Thyroid Stimulating Hormone (TSH)

TSH (also called thyrotropin) is a member of the glycoprotein hormone family consists of two

subunits, the alpha and the beta subunit.

The α (alpha) subunit  has a 92-amino acid sequence. The α subunit is thought to be the

effector region responsible for stimulation of adenylate cyclase (involved the generation

of cAMP

The β (beta) subunit (TSHB) is unique to TSH, and therefore determines its receptor

specificity.The β chain has a 118-amino acid sequence.

Synthesis and Secretion of TSH

Secretion of TSH is stimulated by thyrotropin-releasing hormone (TRH) from the hypothalamus.

TRH, a tripeptide, is synthesized by neurons in hypothalamus and is transported to the anterior

pituitary via the pituitary portal circulation and binds to a specific receptor located on TSH

secreting cells. There are two TRH receptors, identified as TRH-R1 and TRH-R2, both of which

are G-protein coupled receptors (GPCRs). only TRH-R1 is expressed at functional levels in the

anterior pituitary. Binding of TRH to its receptor activates a typical Phospholipase C (PLC) -

mediated signaling cascade. The TRH-induced signaling leads to TSH secretion as well as

increased TSH transcription and post-translational glycosylation.

Phospholipase C (PLC) -mediated signaling cascade. (IP3/DAG Pathway):

TRH receptors are G protein bounded receptors. When TRH binds to TRHR, G-Protein subunits

dissociate and activate Phospholipase C enzymes in the cell membrane. Activated PLC

hydrolysis PIP2 (phospholipid phosphatidylinositol 4,5-bisphosphate) yielding diacyl

glycerol (DAG) and inositol 1,4,5-triphosphate (IP3).  DAG remains bound to the membrane, and

IP3 is released as a soluble structure into the cytosol.  IP3 then diffuses through the cytosol to

bind to IP3 receptors, particular calcium channels in the endoplasmic reticulum (ER).  These

channels are specific to calcium and allow the passage of only calcium to move through.  This

causes the cytosolic concentration of Calcium to increase, causing a cascade of intracellular

changes and activity.In addition, calcium and DAG together works to activate PKC,which goes

on to phosphorylate other molecules, leading to altered cellular activity including gene targeting

proteins and cellular proteins. Gene targeting proteins mediate transcription factors for the

synthesis of alpha and beta subunits of TSH while cellular proteins mediate post translational

glycosylation of TSH and some contractile proteins activation which are involved in release of

TSH from TSH releasing cells of pituitary gland into blood stream. 
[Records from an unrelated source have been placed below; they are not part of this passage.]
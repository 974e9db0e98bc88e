use thiserror::Error;

/// A page fetch that did not produce data. Cloneable because every caller
/// coalesced onto one request receives the same outcome.
#[derive(Debug, Clone, PartialEq, Eq, Error)]
pub enum FetchError {
    #[error("failed to load appointments page {page}: {message}")]
    Backend { page: u32, message: String },
}

#[derive(Debug, Clone, PartialEq, Eq, Error)]
pub enum MutationError {
    #[error("booking backend rejected the edit: {0}")]
    Backend(String),
}

#[derive(Debug, Clone, Copy, PartialEq, Eq, Error)]
pub enum ValidationError {
    #[error("a service must be selected")]
    MissingService,
    #[error("appointment date is required")]
    MissingDate,
    #[error("appointment time is required")]
    MissingTime,
}

#[derive(Debug, Clone, Copy, PartialEq, Eq, Error)]
pub enum PaginationError {
    #[error("page index must be at least 1, got {0}")]
    PageOutOfRange(i64),
}

#[derive(Debug, Clone, Copy, PartialEq, Eq, Error)]
pub enum EditSessionError {
    #[error("no edit session is open")]
    NotOpen,
    #[error("appointment {0} is not on the displayed page")]
    UnknownAppointment(i64),
}
use std::fmt;

use serde::{Deserialize, Serialize};
use thiserror::Error;

/// Machine-readable reason attached to a rejected booking request.
#[derive(Debug, Clone, Copy, PartialEq, Eq, Serialize, Deserialize)]
#[serde(rename_all = "snake_case")]
pub enum ErrorCode {
    Unauthorized,
    Forbidden,
    NotFound,
    Validation,
    /// The requested slot or appointment changed on the backend.
    Conflict,
    Internal,
    /// Older backends omit the code or send one this client does not know.
    #[serde(other)]
    Unknown,
}

impl ErrorCode {
    pub fn as_str(self) -> &'static str {
        match self {
            Self::Unauthorized => "unauthorized",
            Self::Forbidden => "forbidden",
            Self::NotFound => "not_found",
            Self::Validation => "validation",
            Self::Conflict => "conflict",
            Self::Internal => "internal",
            Self::Unknown => "unknown",
        }
    }
}

impl fmt::Display for ErrorCode {
    fn fmt(&self, f: &mut fmt::Formatter<'_>) -> fmt::Result {
        f.write_str(self.as_str())
    }
}

/// Rejection decoded from a booking backend envelope. Displays the backend's
/// message first since that is what the client shows.
#[derive(Debug, Clone, PartialEq, Eq, Error, Serialize, Deserialize)]
#[error("{message} ({code})")]
pub struct ApiError {
    pub code: ErrorCode,
    pub message: String,
}

impl ApiError {
    pub fn new(code: ErrorCode, message: impl Into<String>) -> Self {
        Self {
            code,
            message: message.into(),
        }
    }
}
PLC mediated cleavage of PIP2 to DAG and IP3

The TSH receptor and its role in the thyroid 2nd October, 2014

The established biological function of the TSH receptor (TSHR) in the thyroid gland is to

regulate synthesis and secretion of thyroid hormones from follicular thyroid cells; it also plays an

important role in controlling the growth and development of the thyroid gland. The TSHR is a G

protein-coupled receptor with seven membrane spanning segments, three extracellular loops,

three intracellular loops, an amino terminal ectodomain and an intracellular carboxy terminal.

The receptors are coupled through G-protein activation of adenylate cyclase as well as PLCβ.

TSH binding to its receptor triggers a signaling cascade that results in increased cAMP, PKA,

IP3, and DAG.

In the thyroid, TSH binding predominantly activates adenylate cyclase with a resultant

increase in the intracellular concentration of cAMP leading to the activation of gene target

proteins and peroxidase enzyme through phosphorylation by Kinase A. gene target proteins

target genes responsible for the synthesis of thyroid hormones ( T3 and T4) in colloidal cavity

of follicles while peroxidase enzyme facilitate release of T3 and T4 from the follicular cells

along with uptake of iodine from blood into follicular cells of thyroid gland. TSH-binding to

its receptor also results in increased TSH synthesis and thyroid cell growth.

Regulation of TSH

The synthesis and release of TSH is controlled by two pathways. The first is exerted by

the level of T3 within thyrotropic cells which regulates TSH expression, translation and release

through negative feed back mechanism. The second regulation is of course exerted by TRH as

described above.

Related Abnormality:

Chronic stimulation of the TSHR leads to over activation of the cAMP pathway that in

turn causes thyroid hyperplasia and hyperthyroidism. This process occurs in Graves' disease

(GD), the commonest cause of hyperthyroidism in which thyroid stimulating antibodies (TSAB)

bind the receptor and mimic the action of TSH.